Due diligence

Legal due diligence
Describe the legal due diligence required in the context of a real estate business combination and any due diligence specific to a real estate business combination. What specialists are typically involved and at what point in the transaction are the various teams typically brought in?

Generally, the legal due-diligence exercise will involve, among others, review of the borrowings, employment contracts and human resources, intellectual property, real-estate assets (including owned or lease properties), regulatory compliance, corporate information, insurance and pending litigations of the target. In carrying out a due-diligence exercise, the structure of the proposed business combination (whether structured as an asset sale, a share sale or a merger of entities) will, to a large extent, determine the nature and extent of the required due diligence.

There are no exceptions when the business combination relates to real-estate combinations – the due-diligence exercise described above will apply. In addition to the legal due diligence, the acquirer may want to conduct financial and tax due diligence to ascertain the accounting and financial system, tax liabilities, creditworthiness, value of assets to be acquired, profitability and current trading position of the target company.

Searches
How are title, lien, bankruptcy, litigation and tax searches typically conducted? On what levels are these searches typically run? What protection from bad title is available to buyers, and does this depend on the nature of the underlying asset?

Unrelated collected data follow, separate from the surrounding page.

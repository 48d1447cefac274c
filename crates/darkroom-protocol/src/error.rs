use serde::{Deserialize, Serialize};

/// Error envelope returned by the Generative Language API on non-2xx responses.
#[derive(Debug, Clone, PartialEq, Serialize, Deserialize)]
pub struct ErrorEnvelope {
    pub error: ErrorBody,
}

#[derive(Debug, Clone, PartialEq, Serialize, Deserialize)]
pub struct ErrorBody {
    #[serde(skip_serializing_if = "Option::is_none")]
    pub code: Option<u16>,
    #[serde(default)]
    pub message: String,
    /// gRPC status name, e.g. RESOURCE_EXHAUSTED or PERMISSION_DENIED.
    #[serde(skip_serializing_if = "Option::is_none")]
    pub status: Option<String>,
}

impl ErrorEnvelope {
    /// Best-effort extraction of a human-readable message from an error body.
    /// Falls back to the raw payload when it does not match the envelope shape.
    pub fn message_from_bytes(bytes: &[u8]) -> String {
        match serde_json::from_slice::<ErrorEnvelope>(bytes) {
            Ok(envelope) if !envelope.error.message.is_empty() => envelope.error.message,
            _ => String::from_utf8_lossy(bytes).into_owned(),
        }
    }
}

#[cfg(test)]
mod tests {
    use super::*;

    #[test]
    fn extracts_message_from_envelope() {
        let body = br#"{"error":{"code":429,"message":"Resource has been exhausted","status":"RESOURCE_EXHAUSTED"}}"#;
        assert_eq!(
            ErrorEnvelope::message_from_bytes(body),
            "Resource has been exhausted"
        );
    }

    #[test]
    fn falls_back_to_raw_body() {
        assert_eq!(ErrorEnvelope::message_from_bytes(b"bad gateway"), "bad gateway");
    }
}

Title searches or verifications are often carried out at the corporate affairs commission, probate registry and land registries created in each state, and at the charting unit within the office of the Surveyor General of the State.

Tax searches are performed by the Federal Inland Revenue Service, Internal Revenue Service or government organisation responsible for regulating the applicable property tax regime in the state where the property is located.

Litigation searches are typically carried out at the local courts in the area where the property is located to confirm any pending legal proceedings against the target.

Representation and warranty insurance
Do sellers of non-public real estate businesses typically purchase representation and warranty insurance to cover post-closing liability?

Sellers of non-public real-estate enterprises in Nigeria are unlikely to buy representation and warranty insurance to protect post-closing liabilities. Instead, the definitive agreement typically contains a phrase that, at most, represents an assurance from the seller to the buyer regarding restitution in the event of a defective title.

Review of business contracts
What are some of the primary agreements that the legal teams customarily review in the context of a real estate business combination, and does the scope vary with the structure of the transaction?

Generally, every material agreement needs to be reviewed – title deeds of the real-estate assets, leases, joint-venture development agreements, and contracts executed by the target company with other entities – to determine the specific rights and liabilities thereunder and any other matter that will affect the transaction (eg, contracts that may be terminated following a change in control of the company). The scope of documents to be reviewed will depend on the structure of the transaction.